Experiments deal with this problem by formatting a treatment group and a control group are formed through random assignment. Random assignment, as such, does not create any bias. Importantly, random assignment ignores both the measured characteristics of those being assigned and their unmeasured characteristics.
Observational studies and quasi-experiments cannot eliminate the possibility of selection bias, but they can reduce it, especially insofar as pertinent data are measured. In observational studies, it is common to minimize selection bias by estimating the treatment effect in a model that includes other teacher-linked factors that may correlate with both participation in PD and the student outcome measure. For example, it is generally accepted that students learn more from teachers who have a degree in their subject. Having a degree in one’s subject may also be correlated with one’s participation in PD.
Another approach in observational studies to minimize selection bias is to use information on the process by which teachers are assigned either to receive the treatment or to not receive it. For example, using a technique known as selection correction (Heckman, 1979), one could model the likelihood that a teacher with particular measured characteristics attends the PD. That information can be incorporated into an overall model to develop a less-biased estimate of the effect of the PD.

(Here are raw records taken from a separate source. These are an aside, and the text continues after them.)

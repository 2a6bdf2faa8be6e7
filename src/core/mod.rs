//! Core module for the gradebook: models, store, and GPA computation

pub mod config;
pub mod gpa;
pub mod models;
pub mod store;

/// Returns the current version of the `gradebook` crate
#[must_use]
pub const fn get_version() -> &'static str {
    env!("CARGO_PKG_VERSION")
}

For quasi-experiments, the same techniques are available for minimizing selection bias during analysis.8 However, quasi-experiments generally allow one to define the comparison group; therefore, quasi-experiments often involve matching. Through matching, one tries to ensure that the comparison group is equivalent to the treatment group by selecting comparison schools with the same measured characteristics as the treatment schools. For example, McCutchen et al. (2002) recruited teachers from a large metropolitan area. Their study identified pairs of schools with similar poverty levels. One school from each pair was designated to receive a 100-hour program of PD, and the other was designated to serve as a control. The authors chose not to make these designations on the basis of random assignment. Instead, to capitalize on the potential benefits of having multiple teachers from one school learning together as a group, the authors favored designating as treatment schools those schools where multiple teachers had volunteered. The study is therefore considered a quasi-experiment with matching. The authors’ data showed that the teachers and students in the treatment and comparison groups started with similar characteristics at baseline.
Note that matching does not rule out the possibility of some residual selection bias; the matching could have left some differences in variables that were not measured. In general, the techniques described above for minimizing selection bias work only insofar as the necessary data are measured (Shadish et al., 2002).9
In sum, experiments, quasi-experiments, and observational studies each have different advantages. Observational studies are likely to continue to be an important source of suggestive findings, which guide investments in experiments and quasi-experiments. Experiments and quasi-experiments provide a means to build the research base by testing specific interventions. Experiments have the advantage of eliminating selection bias through random assignment; selection bias is a significant concern in studies of PD. However, experiments are not feasible in all contexts; various practical concerns may prevent random assignment. In such situations, well-designed quasi-experiments are a useful alternative.
Issues to Consider When Designing Experiments and Quasi-Experiments
We now turn to a discussion of the methodological issues faced by those who design experiments—and to some extent by those who design quasi-experiments. Researchers designing randomized controlled trials focused on teacher PD interventions face a common set of methodological issues. In this section, we discuss the trade-offs inherent in each issue. The resolution of these issues depends in part on the particular intervention selected and the resources available. We organize the discussion under five broad subheadings.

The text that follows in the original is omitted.